Technical Overview | SpectX Log Analyzer
- Raw Data Analytics | SpectX
- Technical Overview
In order to deal with unlimited amounts of data in different locations, SpectX is built as a distributed computing system. Users interact with SpectX using all major web browsers connecting to WGUI Server
over http/https. When a user executes a query, the WGUI Server takes the query script and passes it over to the Root node.
Root is the central component of the whole system. It has a special role in orchestrating distributed query processing: compiling the query script, optimizing, splitting it to processing stages and distributed tasks, assigning and coordinating task and result execution.
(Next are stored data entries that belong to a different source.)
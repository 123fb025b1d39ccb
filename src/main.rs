#![allow(clippy::type_complexity)]

use std::process::ExitCode;

use clap::Parser;
use medlayers::cli::{self, CliArgs};
use medlayers::logger;

fn main() -> ExitCode {
    // Initialize session log (overwrites previous session log)
    logger::init();

    let args = CliArgs::parse();
    cli::run(args)
}
//! Client that mints requests against one base URL.

use std::sync::Arc;

use hermes_config::ClientConfig;
use http::Method;

use crate::error::ApiResult;
use crate::request::ApiRequest;
use crate::serializer::SerializerRegistry;
use crate::transport::{ReqwestTransport, Transport};

/// Shared settings for every request a test makes against one API.
///
/// Requests created by the client start with its base URL, default headers,
/// serializer registry and transport. They remain ordinary [`ApiRequest`]s
/// and can override any of these.
///
/// # Example
///
/// ```no_run
/// use hermes::ApiClient;
///
/// # async fn run() -> hermes::ApiResult<()> {
/// let client = ApiClient::new("http://localhost:3333")?
///     .with_default_header("accept", "application/json");
///
/// let response = client.get("/users").qs("page", 2).await?;
/// response.assert_success();
/// # Ok(())
/// # }
/// ```
#[derive(Clone)]
#[must_use]
pub struct ApiClient {
    base_url: String,
    default_headers: Vec<(String, String)>,
    registry: Arc<SerializerRegistry>,
    transport: Arc<dyn Transport>,
    dump_requests: bool,
}

impl ApiClient {
    /// Creates a client backed by a new [`ReqwestTransport`].
    pub fn new(base_url: impl Into<String>) -> ApiResult<Self> {
        Ok(Self::with_transport(
            base_url,
            Arc::new(ReqwestTransport::new()?),
        ))
    }

    /// Creates a client from the `[client]` configuration section.
    pub fn from_config(config: &ClientConfig) -> ApiResult<Self> {
        let transport = ReqwestTransport::with_env_proxy(config.use_env_proxy)?;
        let mut client = Self::with_transport(
            config.base_url.clone().unwrap_or_default(),
            Arc::new(transport),
        )
        .dump_requests(config.dump_requests);

        if let Some(user_agent) = &config.user_agent {
            client = client.with_default_header(http::header::USER_AGENT.as_str(), user_agent);
        }
        for (name, value) in &config.default_headers {
            client = client.with_default_header(name, value);
        }

        tracing::debug!(
            base_url = %client.base_url,
            default_headers = client.default_headers.len(),
            "created API client from config"
        );
        Ok(client)
    }

    /// Creates a client that sends through `transport`.
    pub fn with_transport(base_url: impl Into<String>, transport: Arc<dyn Transport>) -> Self {
        Self {
            base_url: base_url.into(),
            default_headers: Vec::new(),
            registry: SerializerRegistry::shared(),
            transport,
            dump_requests: false,
        }
    }

    /// Adds a header included in every request.
    pub fn with_default_header(
        mut self,
        name: impl Into<String>,
        value: impl Into<String>,
    ) -> Self {
        self.default_headers.push((name.into(), value.into()));
        self
    }

    /// Attaches `registry` to every request.
    pub fn with_serializers(mut self, registry: Arc<SerializerRegistry>) -> Self {
        self.registry = registry;
        self
    }

    /// Dumps every request.
    pub fn dump_requests(mut self, enabled: bool) -> Self {
        self.dump_requests = enabled;
        self
    }

    /// Base URL prepended to every endpoint.
    pub fn base_url(&self) -> &str {
        &self.base_url
    }

    /// Creates a GET request builder.
    pub fn get(&self, endpoint: impl Into<String>) -> ApiRequest {
        self.request(Method::GET, endpoint)
    }

    /// Creates a POST request builder.
    pub fn post(&self, endpoint: impl Into<String>) -> ApiRequest {
        self.request(Method::POST, endpoint)
    }

    /// Creates a PUT request builder.
    pub fn put(&self, endpoint: impl Into<String>) -> ApiRequest {
        self.request(Method::PUT, endpoint)
    }

    /// Creates a PATCH request builder.
    pub fn patch(&self, endpoint: impl Into<String>) -> ApiRequest {
        self.request(Method::PATCH, endpoint)
    }

    /// Creates a DELETE request builder.
    pub fn delete(&self, endpoint: impl Into<String>) -> ApiRequest {
        self.request(Method::DELETE, endpoint)
    }

    /// Creates a HEAD request builder.
    pub fn head(&self, endpoint: impl Into<String>) -> ApiRequest {
        self.request(Method::HEAD, endpoint)
    }

    /// Creates an OPTIONS request builder.
    pub fn options(&self, endpoint: impl Into<String>) -> ApiRequest {
        self.request(Method::OPTIONS, endpoint)
    }

    /// Creates a request builder with a custom method.
    pub fn request(&self, method: Method, endpoint: impl Into<String>) -> ApiRequest {
        let request = ApiRequest::new(self.base_url.clone(), method, endpoint)
            .headers(self.default_headers.iter().cloned())
            .serializers(Arc::clone(&self.registry))
            .transport(Arc::clone(&self.transport));

        if self.dump_requests {
            request.dump()
        } else {
            request
        }
    }
}

impl std::fmt::Debug for ApiClient {
    fn fmt(&self, f: &mut std::fmt::Formatter<'_>) -> std::fmt::Result {
        f.debug_struct("ApiClient")
            .field("base_url", &self.base_url)
            .field("default_headers", &self.default_headers)
            .field("dump_requests", &self.dump_requests)
            .finish_non_exhaustive()
    }
}
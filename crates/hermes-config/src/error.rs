//! Configuration error types.

use std::path::PathBuf;
use thiserror::Error;

/// Errors that can occur during configuration loading or logging setup.
#[derive(Error, Debug)]
pub enum ConfigError {
    /// Configuration file not found.
    #[error("configuration file not found: {path}")]
    FileNotFound {
        /// Path to the missing file.
        path: PathBuf,
    },

    /// Failed to read configuration file.
    #[error("failed to read configuration file: {path}")]
    ReadError {
        /// Path to the file.
        path: PathBuf,
        /// Underlying error.
        #[source]
        source: std::io::Error,
    },

    /// TOML parsing error.
    #[error("failed to parse TOML configuration: {0}")]
    TomlError(#[from] toml::de::Error),

    /// JSON parsing error.
    #[error("failed to parse JSON configuration: {0}")]
    JsonError(#[from] serde_json::Error),

    /// Invalid configuration value.
    #[error("invalid configuration value for {field}: {reason}")]
    InvalidValue {
        /// The field with the invalid value.
        field: String,
        /// Explanation of why the value is invalid.
        reason: String,
    },

    /// Environment variable parsing error.
    #[error("failed to parse environment variable {var}: {reason}")]
    EnvParseError {
        /// The environment variable name.
        var: String,
        /// Explanation of the parsing error.
        reason: String,
    },

    /// Validation error after loading.
    #[error("configuration validation failed: {0}")]
    ValidationError(String),

    /// The global tracing subscriber could not be installed.
    #[error("failed to initialize logging: {0}")]
    LoggingInit(String),
}

impl ConfigError {
    /// Create a new file not found error.
    pub fn file_not_found(path: impl Into<PathBuf>) -> Self {
        Self::FileNotFound { path: path.into() }
    }

    /// Create a new read error.
    pub fn read_error(path: impl Into<PathBuf>, source: std::io::Error) -> Self {
        Self::ReadError {
            path: path.into(),
            source,
        }
    }

    /// Create a new invalid value error.
    pub fn invalid_value(field: impl Into<String>, reason: impl Into<String>) -> Self {
        Self::InvalidValue {
            field: field.into(),
            reason: reason.into(),
        }
    }

    /// Create a new environment variable parse error.
    pub fn env_parse_error(var: impl Into<String>, reason: impl Into<String>) -> Self {
        Self::EnvParseError {
            var: var.into(),
            reason: reason.into(),
        }
    }

    /// Create a new validation error.
    pub fn validation_error(message: impl Into<String>) -> Self {
        Self::ValidationError(message.into())
    }
}
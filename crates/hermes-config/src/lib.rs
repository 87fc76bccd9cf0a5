//! Typed configuration for the Hermes API test client.
//!
//! This crate provides:
//! - TOML and JSON configuration files
//! - Environment variable overrides
//! - Strict validation (fails on unknown fields)
//! - Logging setup driven by the `[logging]` section
//!
//! # Example
//!
//! ```no_run
//! use hermes_config::{logging::init_logging, ConfigLoader};
//!
//! # fn main() -> Result<(), hermes_config::ConfigError> {
//! let config = ConfigLoader::new()
//!     .with_optional_file("hermes.toml")?
//!     .with_env_prefix("HERMES")
//!     .load()?;
//!
//! init_logging(&config.logging)?;
//! # Ok(())
//! # }
//! ```
//!
//! # Configuration File Format
//!
//! ```toml
//! [client]
//! base_url = "http://localhost:3333"
//! dump_requests = false
//! user_agent = "hermes"
//!
//! [client.default_headers]
//! accept = "application/json"
//!
//! [logging]
//! enabled = true
//! level = "info"
//! format = "json"
//! ```

#![doc(html_root_url = "https://docs.rs/hermes-config/0.1.0")]
#![warn(missing_docs)]
#![forbid(unsafe_code)]

mod config;
mod error;
mod loader;
pub mod logging;

pub use config::{ClientConfig, HermesConfig, LogFormat, LoggingConfig};
pub use error::ConfigError;
pub use loader::ConfigLoader;
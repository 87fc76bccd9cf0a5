//! Rendered wire form of a dispatched request.

use std::fmt;

use bytes::Bytes;
use http::Method;

/// Snapshot of a request exactly as it was handed to the transport.
///
/// Produced when [`ApiRequest::dump`](crate::ApiRequest::dump) is set. The
/// [`Display`](fmt::Display) impl renders an HTTP/1.1-style request; binary
/// bodies are summarized by length.
#[derive(Debug, Clone, PartialEq, Eq)]
pub struct RequestDump {
    /// Request method.
    pub method: Method,
    /// Fully composed URL, query string included.
    pub url: String,
    /// Headers in the order they were sent.
    pub headers: Vec<(String, String)>,
    /// Encoded body.
    pub body: Bytes,
}

impl RequestDump {
    /// Returns the body as UTF-8 text, if it is valid UTF-8.
    pub fn body_text(&self) -> Option<&str> {
        std::str::from_utf8(&self.body).ok()
    }

    /// Returns the first header with the given name (case-insensitive).
    pub fn header(&self, name: &str) -> Option<&str> {
        self.headers
            .iter()
            .find(|(n, _)| n.eq_ignore_ascii_case(name))
            .map(|(_, v)| v.as_str())
    }
}

impl fmt::Display for RequestDump {
    fn fmt(&self, f: &mut fmt::Formatter<'_>) -> fmt::Result {
        writeln!(f, "{} {} HTTP/1.1", self.method, self.url)?;
        for (name, value) in &self.headers {
            writeln!(f, "{name}: {value}")?;
        }
        writeln!(f)?;
        match self.body_text() {
            Some(text) => write!(f, "{text}"),
            None => write!(f, "<{} bytes of binary data>", self.body.len()),
        }
    }
}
Processing units (PU) are there to do the heavy lifting in query processing. A PU is a logical unit of one CPU core and a certain amount of RAM. They may reside either in one physical host or in different hosts. The number of PU's is configurable and provides linear horizontal scalability for SpectX.
As SpectX is launched, PU's connect to the Root node and start waiting for tasks. Queries are
processed by a series of small and independent tasks. Every task has some input data that must be fetched from data sources
(e.g. premise servers, cloud storages, http servers, ...), from other PU's (intermediate query results) or from the PU's local storage. Also, a task always has some output data (i.e a task result). This is stored locally in the PU and its location is passed to Root.
When the last query stage has been processed, the Root tells WGUI server the locations of query results. WGUI Server then fetches the results and serves them in a nicely formatted and responsive manner to the end user browser or via the REST API.
End user applications can easily be integrated using SpectX's REST API. All SpectX components are internally built so that they can be independently deployed. However, the Spectx Base version is limited to vertical scalability (i.e. only within one host), all components are deployed within a single Java virtual
machine, i.e. SpectX can make the maximum use of all CPU cores of the host (the actual number is configurable).
The biggest bottleneck in processing your data is the network bandwidth between SpectX and the data sources. We therefore recommend installing SpectX as close to your main data repository as possible in terms of network throughput.
SpectX Pattern Matching Engine:
SpectX Query Processing Engine:
- Built from scratch
- Implements extraction and transformation of data elements in a single-pass
- Average parsing speed is between 200 and 800 MB/sec per CPU core. (Apache logs ~ 500MB/Sec per CPU core)
- up to 200,000,000 GeoIp lookups/sec per CPU core
- a query counting successful and failed requests in 1 minute intervals from 1GB Apache common access log takes about 5-6 seconds using 4 CPU cores (Intel 2.5 GHz i7)
- a query counting requests and grouping them according to the GeoIp country codes from 1GB Apache common access log takes about 1.7 seconds using 4 CPU cores (Intel 2.5 GHz i7)
SpectX is built based on a distributed processing model making it linearly scalable both vertically and horizontally
. The scalability of processing capacity is independent from data volumes
. This is because SpectX does not need to store data for processing.
SpectX comes as a self-contained installation package with no dependencies of third party components. Built in Java, it works on all major operating systems and platforms, across all physical and virtual environments.